[Records from a collection]
//! Flat document form of a graph pattern.
//!
//! Policies are authored as JSON documents:
//!
//! ```json
//! {
//!   "nodes": [{ "id": "requestor", "type": "User" }, { "id": "doc", "type": "Document" }],
//!   "edges": [{ "source": "requestor", "target": "doc", "id": "e1", "type": "owns" }],
//!   "node_requirements": { "requestor": [{ "key": "#id", "operator": "EQUAL", "value": "alice" }] },
//!   "constraints": [],
//!   "returns": ["doc"],
//!   "actors": { "requestor": "requestor" }
//! }
//! ```

use crate::{GpEdge, GpNode, GraphPattern, MutualExclusionConstraint, PatternError, PatternGraph};
use rebac_core::AttributeRequirement;
use serde::{Deserialize, Serialize};
use std::collections::BTreeMap;

/// Serialisable view of a [`GraphPattern`]. Validated on conversion.
#[derive(Debug, Clone, PartialEq, Default, Serialize, Deserialize)]
pub struct PatternDocument {
    pub nodes: Vec<GpNode>,
    #[serde(default)]
    pub edges: Vec<GpEdge>,
    #[serde(default, skip_serializing_if = "BTreeMap::is_empty")]
    pub node_requirements: BTreeMap<String, Vec<AttributeRequirement>>,
    #[serde(default, skip_serializing_if = "BTreeMap::is_empty")]
    pub edge_requirements: BTreeMap<String, Vec<AttributeRequirement>>,
    #[serde(default)]
    pub constraints: Vec<(String, String)>,
    #[serde(default)]
    pub returns: Vec<String>,
    #[serde(default)]
    pub actors: BTreeMap<String, String>,
}

impl TryFrom<PatternDocument> for GraphPattern {
    type Error = PatternError;

    fn try_from(doc: PatternDocument) -> Result<Self, Self::Error> {
        let graph = PatternGraph::new(doc.nodes, doc.edges)?;
        let constraints = doc
            .constraints
            .into_iter()
            .map(|(a, b)| MutualExclusionConstraint::new(a, b))
            .collect();

        GraphPattern::new(
            graph,
            constraints,
            doc.node_requirements,
            doc.edge_requirements,
            doc.returns,
            doc.actors,
        )
    }
}

impl From<GraphPattern> for PatternDocument {
    fn from(pattern: GraphPattern) -> Self {
        Self {
            nodes: pattern.graph().nodes().cloned().collect(),
            edges: pattern.graph().edges().cloned().collect(),
            node_requirements: pattern.node_requirement_map().clone(),
            edge_requirements: pattern.edge_requirement_map().clone(),
            constraints: pattern
                .constraints()
                .iter()
                .map(|c| (c.first().to_string(), c.second().to_string()))
                .collect(),
            returns: pattern.returned_nodes().to_vec(),
            actors: pattern.actors().clone(),
        }
    }
}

> **Task item**
Could you set down every record exactly as given?

> **Written reply**
//! Flat document form of a graph pattern.
//!
//! Policies are authored as JSON documents:
//!
//! ```json
//! {
//!   "nodes": [{ "id": "requestor", "type": "User" }, { "id": "doc", "type": "Document" }],
//!   "edges": [{ "source": "requestor", "target": "doc", "id": "e1", "type": "owns" }],
//!   "node_requirements": { "requestor": [{ "key": "#id", "operator": "EQUAL", "value": "alice" }] },
//!   "constraints": [],
//!   "returns": ["doc"],
//!   "actors": { "requestor": "requestor" }
//! }
//! ```

use crate::{GpEdge, GpNode, GraphPattern, MutualExclusionConstraint, PatternError, PatternGraph};
use rebac_core::AttributeRequirement;
use serde::{Deserialize, Serialize};
use std::collections::BTreeMap;

/// Serialisable view of a [`GraphPattern`]. Validated on conversion.
#[derive(Debug, Clone, PartialEq, Default, Serialize, Deserialize)]
pub struct PatternDocument {
    pub nodes: Vec<GpNode>,
    #[serde(default)]
    pub edges: Vec<GpEdge>,
    #[serde(default, skip_serializing_if = "BTreeMap::is_empty")]
    pub node_requirements: BTreeMap<String, Vec<AttributeRequirement>>,
    #[serde(default, skip_serializing_if = "BTreeMap::is_empty")]
    pub edge_requirements: BTreeMap<String, Vec<AttributeRequirement>>,
    #[serde(default)]
    pub constraints: Vec<(String, String)>,
    #[serde(default)]
    pub returns: Vec<String>,
    #[serde(default)]
    pub actors: BTreeMap<String, String>,
}

impl TryFrom<PatternDocument> for GraphPattern {
    type Error = PatternError;

    fn try_from(doc: PatternDocument) -> Result<Self, Self::Error> {
        let graph = PatternGraph::new(doc.nodes, doc.edges)?;
        let constraints = doc
            .constraints
            .into_iter()
            .map(|(a, b)| MutualExclusionConstraint::new(a, b))
            .collect();

        GraphPattern::new(
            graph,
            constraints,
            doc.node_requirements,
            doc.edge_requirements,
            doc.returns,
            doc.actors,
        )
    }
}

impl From<GraphPattern> for PatternDocument {
    fn from(pattern: GraphPattern) -> Self {
        Self {
            nodes: pattern.graph().nodes().cloned().collect(),
            edges: pattern.graph().edges().cloned().collect(),
            node_requirements: pattern.node_requirement_map().clone(),
            edge_requirements: pattern.edge_requirement_map().clone(),
            constraints: pattern
                .constraints()
                .iter()
                .map(|c| (c.first().to_string(), c.second().to_string()))
                .collect(),
            returns: pattern.returned_nodes().to_vec(),
            actors: pattern.actors().clone(),
        }
    }
}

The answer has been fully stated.